■ Problem details ■
Nothing is to be left out; print all the entries exactly.

*** Exercise data ***

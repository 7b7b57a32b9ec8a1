// SQLite JobStore Implementation

use crate::error::map_sqlx_error;
use crate::store::SqliteStore;
use async_trait::async_trait;
use portability_core::domain::{JobAuthorization, JobState, PortabilityJob};
use portability_core::error::{AppError, Result};
use portability_core::port::JobStore;

#[async_trait]
impl JobStore for SqliteStore {
    async fn create(&self, job: &PortabilityJob) -> Result<()> {
        let auth = &job.authorization;
        sqlx::query(
            r#"
            INSERT INTO jobs (
                id, export_service, import_service, transfer_data_type, state,
                session_secret_key,
                encrypted_initial_export_auth_data, encrypted_initial_import_auth_data,
                encrypted_export_auth_data, encrypted_import_auth_data,
                bytes_transferred, failure_reason, cancel_requested,
                created_at, updated_at
            ) VALUES (?, ?, ?, ?, ?, ?, ?, ?, ?, ?, ?, ?, ?, ?, ?)
            "#,
        )
        .bind(&job.id)
        .bind(&job.export_service)
        .bind(&job.import_service)
        .bind(job.transfer_data_type.to_string())
        .bind(auth.state.to_string())
        .bind(&auth.session_secret_key)
        .bind(&auth.encrypted_initial_export_auth_data)
        .bind(&auth.encrypted_initial_import_auth_data)
        .bind(&auth.encrypted_export_auth_data)
        .bind(&auth.encrypted_import_auth_data)
        .bind(job.bytes_transferred)
        .bind(&job.failure_reason)
        .bind(job.cancel_requested)
        .bind(job.created_at)
        .bind(job.updated_at)
        .execute(&self.pool)
        .await
        .map_err(|e| match map_sqlx_error(e) {
            AppError::Conflict(_) => AppError::Conflict(format!("Job {} already exists", job.id)),
            other => other,
        })?;

        Ok(())
    }

    async fn find(&self, id: &str) -> Result<Option<PortabilityJob>> {
        let row = sqlx::query_as::<_, JobRow>("SELECT * FROM jobs WHERE id = ?")
            .bind(id)
            .fetch_optional(&self.pool)
            .await
            .map_err(map_sqlx_error)?;

        row.map(JobRow::into_job).transpose()
    }

    async fn update(&self, job: &PortabilityJob, expected_prior: JobState) -> Result<()> {
        let auth = &job.authorization;
        // Compare-and-swap on state; cancel_requested is owned by request_cancel
        let result = sqlx::query(
            r#"
            UPDATE jobs
            SET state = ?,
                encrypted_initial_export_auth_data = ?, encrypted_initial_import_auth_data = ?,
                encrypted_export_auth_data = ?, encrypted_import_auth_data = ?,
                bytes_transferred = ?, failure_reason = ?, updated_at = ?
            WHERE id = ? AND state = ?
            "#,
        )
        .bind(auth.state.to_string())
        .bind(&auth.encrypted_initial_export_auth_data)
        .bind(&auth.encrypted_initial_import_auth_data)
        .bind(&auth.encrypted_export_auth_data)
        .bind(&auth.encrypted_import_auth_data)
        .bind(job.bytes_transferred)
        .bind(&job.failure_reason)
        .bind(job.updated_at)
        .bind(&job.id)
        .bind(expected_prior.to_string())
        .execute(&self.pool)
        .await
        .map_err(map_sqlx_error)?;

        if result.rows_affected() == 0 {
            let current: Option<String> = sqlx::query_scalar("SELECT state FROM jobs WHERE id = ?")
                .bind(&job.id)
                .fetch_optional(&self.pool)
                .await
                .map_err(map_sqlx_error)?;

            return match current {
                None => Err(AppError::NotFound(format!("Job {} not found", job.id))),
                Some(current) => Err(AppError::Conflict(format!(
                    "Job {} is {}, expected {}",
                    job.id, current, expected_prior
                ))),
            };
        }
        Ok(())
    }

    async fn find_by_state(&self, state: JobState) -> Result<Vec<PortabilityJob>> {
        let rows: Vec<JobRow> = sqlx::query_as(
            r#"
            SELECT * FROM jobs
            WHERE state = ?
            ORDER BY created_at ASC, id ASC
            "#,
        )
        .bind(state.to_string())
        .fetch_all(&self.pool)
        .await
        .map_err(map_sqlx_error)?;

        rows.into_iter().map(JobRow::into_job).collect()
    }

    async fn request_cancel(&self, id: &str) -> Result<bool> {
        let result = sqlx::query(
            r#"
            UPDATE jobs
            SET cancel_requested = 1, updated_at = ?
            WHERE id = ? AND state NOT IN (?, ?)
            "#,
        )
        .bind(self.time_provider.now_millis())
        .bind(id)
        .bind(JobState::Complete.to_string())
        .bind(JobState::Error.to_string())
        .execute(&self.pool)
        .await
        .map_err(map_sqlx_error)?;

        if result.rows_affected() > 0 {
            return Ok(true);
        }
        match self.find(id).await? {
            Some(_) => Ok(false),
            None => Err(AppError::NotFound(format!("Job {} not found", id))),
        }
    }
}

#[derive(Debug, sqlx::FromRow)]
struct JobRow {
    id: String,
    export_service: String,
    import_service: String,
    transfer_data_type: String,
    state: String,
    session_secret_key: String,
    encrypted_initial_export_auth_data: Option<String>,
    encrypted_initial_import_auth_data: Option<String>,
    encrypted_export_auth_data: Option<String>,
    encrypted_import_auth_data: Option<String>,
    bytes_transferred: i64,
    failure_reason: Option<String>,
    cancel_requested: bool,
    created_at: i64,
    updated_at: i64,
}

impl JobRow {
    fn into_job(self) -> Result<PortabilityJob> {
        let corrupt = |field: &str, value: &str| {
            AppError::Database(format!("Job {} has invalid {}: {}", self.id, field, value))
        };
        let state = self
            .state
            .parse::<JobState>()
            .map_err(|_| corrupt("state", &self.state))?;
        let transfer_data_type = self
            .transfer_data_type
            .parse()
            .map_err(|_| corrupt("transfer_data_type", &self.transfer_data_type))?;

        Ok(PortabilityJob {
            id: self.id,
            export_service: self.export_service,
            import_service: self.import_service,
            transfer_data_type,
            authorization: JobAuthorization {
                state,
                session_secret_key: self.session_secret_key,
                encrypted_initial_export_auth_data: self.encrypted_initial_export_auth_data,
                encrypted_initial_import_auth_data: self.encrypted_initial_import_auth_data,
                encrypted_export_auth_data: self.encrypted_export_auth_data,
                encrypted_import_auth_data: self.encrypted_import_auth_data,
            },
            created_at: self.created_at,
            updated_at: self.updated_at,
            bytes_transferred: self.bytes_transferred,
            failure_reason: self.failure_reason,
            cancel_requested: self.cancel_requested,
        })
    }
}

***

■ Response to the task ■
repository 7b7b57a32b9ec8a1
// SQLite JobStore Implementation

use crate::error::map_sqlx_error;
use crate::store::SqliteStore;
use async_trait::async_trait;
use portability_core::domain::{JobAuthorization, JobState, PortabilityJob};
use portability_core::error::{AppError, Result};
use portability_core::port::JobStore;

#[async_trait]
impl JobStore for SqliteStore {
    async fn create(&self, job: &PortabilityJob) -> Result<()> {
        let auth = &job.authorization;
        sqlx::query(
            r#"
            INSERT INTO jobs (
                id, export_service, import_service, transfer_data_type, state,
                session_secret_key,
                encrypted_initial_export_auth_data, encrypted_initial_import_auth_data,
                encrypted_export_auth_data, encrypted_import_auth_data,
                bytes_transferred, failure_reason, cancel_requested,
                created_at, updated_at
            ) VALUES (?, ?, ?, ?, ?, ?, ?, ?, ?, ?, ?, ?, ?, ?, ?)
            "#,
        )
        .bind(&job.id)
        .bind(&job.export_service)
        .bind(&job.import_service)
        .bind(job.transfer_data_type.to_string())
        .bind(auth.state.to_string())
        .bind(&auth.session_secret_key)
        .bind(&auth.encrypted_initial_export_auth_data)
        .bind(&auth.encrypted_initial_import_auth_data)
        .bind(&auth.encrypted_export_auth_data)
        .bind(&auth.encrypted_import_auth_data)
        .bind(job.bytes_transferred)
        .bind(&job.failure_reason)
        .bind(job.cancel_requested)
        .bind(job.created_at)
        .bind(job.updated_at)
        .execute(&self.pool)
        .await
        .map_err(|e| match map_sqlx_error(e) {
            AppError::Conflict(_) => AppError::Conflict(format!("Job {} already exists", job.id)),
            other => other,
        })?;

        Ok(())
    }

    async fn find(&self, id: &str) -> Result<Option<PortabilityJob>> {
        let row = sqlx::query_as::<_, JobRow>("SELECT * FROM jobs WHERE id = ?")
            .bind(id)
            .fetch_optional(&self.pool)
            .await
            .map_err(map_sqlx_error)?;

        row.map(JobRow::into_job).transpose()
    }

    async fn update(&self, job: &PortabilityJob, expected_prior: JobState) -> Result<()> {
        let auth = &job.authorization;
        // Compare-and-swap on state; cancel_requested is owned by request_cancel
        let result = sqlx::query(
            r#"
            UPDATE jobs
            SET state = ?,
                encrypted_initial_export_auth_data = ?, encrypted_initial_import_auth_data = ?,
                encrypted_export_auth_data = ?, encrypted_import_auth_data = ?,
                bytes_transferred = ?, failure_reason = ?, updated_at = ?
            WHERE id = ? AND state = ?
            "#,
        )
        .bind(auth.state.to_string())
        .bind(&auth.encrypted_initial_export_auth_data)
        .bind(&auth.encrypted_initial_import_auth_data)
        .bind(&auth.encrypted_export_auth_data)
        .bind(&auth.encrypted_import_auth_data)
        .bind(job.bytes_transferred)
        .bind(&job.failure_reason)
        .bind(job.updated_at)
        .bind(&job.id)
        .bind(expected_prior.to_string())
        .execute(&self.pool)
        .await
        .map_err(map_sqlx_error)?;

        if result.rows_affected() == 0 {
            let current: Option<String> = sqlx::query_scalar("SELECT state FROM jobs WHERE id = ?")
                .bind(&job.id)
                .fetch_optional(&self.pool)
                .await
                .map_err(map_sqlx_error)?;

            return match current {
                None => Err(AppError::NotFound(format!("Job {} not found", job.id))),
                Some(current) => Err(AppError::Conflict(format!(
                    "Job {} is {}, expected {}",
                    job.id, current, expected_prior
                ))),
            };
        }
        Ok(())
    }

    async fn find_by_state(&self, state: JobState) -> Result<Vec<PortabilityJob>> {
        let rows: Vec<JobRow> = sqlx::query_as(
            r#"
            SELECT * FROM jobs
            WHERE state = ?
            ORDER BY created_at ASC, id ASC
            "#,
        )
        .bind(state.to_string())
        .fetch_all(&self.pool)
        .await
        .map_err(map_sqlx_error)?;

        rows.into_iter().map(JobRow::into_job).collect()
    }

    async fn request_cancel(&self, id: &str) -> Result<bool> {
        let result = sqlx::query(
            r#"
            UPDATE jobs
            SET cancel_requested = 1, updated_at = ?
            WHERE id = ? AND state NOT IN (?, ?)
            "#,
        )
        .bind(self.time_provider.now_millis())
        .bind(id)
        .bind(JobState::Complete.to_string())
        .bind(JobState::Error.to_string())
        .execute(&self.pool)
        .await
        .map_err(map_sqlx_error)?;

        if result.rows_affected() > 0 {
            return Ok(true);
        }
        match self.find(id).await? {
            Some(_) => Ok(false),
            None => Err(AppError::NotFound(format!("Job {} not found", id))),
        }
    }
}

#[derive(Debug, sqlx::FromRow)]
struct JobRow {
    id: String,
    export_service: String,
    import_service: String,
    transfer_data_type: String,
    state: String,
    session_secret_key: String,
    encrypted_initial_export_auth_data: Option<String>,
    encrypted_initial_import_auth_data: Option<String>,
    encrypted_export_auth_data: Option<String>,
    encrypted_import_auth_data: Option<String>,
    bytes_transferred: i64,
    failure_reason: Option<String>,
    cancel_requested: bool,
    created_at: i64,
    updated_at: i64,
}

impl JobRow {
    fn into_job(self) -> Result<PortabilityJob> {
        let corrupt = |field: &str, value: &str| {
            AppError::Database(format!("Job {} has invalid {}: {}", self.id, field, value))
        };
        let state = self
            .state
            .parse::<JobState>()
            .map_err(|_| corrupt("state", &self.state))?;
        let transfer_data_type = self
            .transfer_data_type
            .parse()
            .map_err(|_| corrupt("transfer_data_type", &self.transfer_data_type))?;

        Ok(PortabilityJob {
            id: self.id,
            export_service: self.export_service,
            import_service: self.import_service,
            transfer_data_type,
            authorization: JobAuthorization {
                state,
                session_secret_key: self.session_secret_key,
                encrypted_initial_export_auth_data: self.encrypted_initial_export_auth_data,
                encrypted_initial_import_auth_data: self.encrypted_initial_import_auth_data,
                encrypted_export_auth_data: self.encrypted_export_auth_data,
                encrypted_import_auth_data: self.encrypted_import_auth_data,
            },
            created_at: self.created_at,
            updated_at: self.updated_at,
            bytes_transferred: self.bytes_transferred,
            failure_reason: self.failure_reason,
            cancel_requested: self.cancel_requested,
        })
    }
}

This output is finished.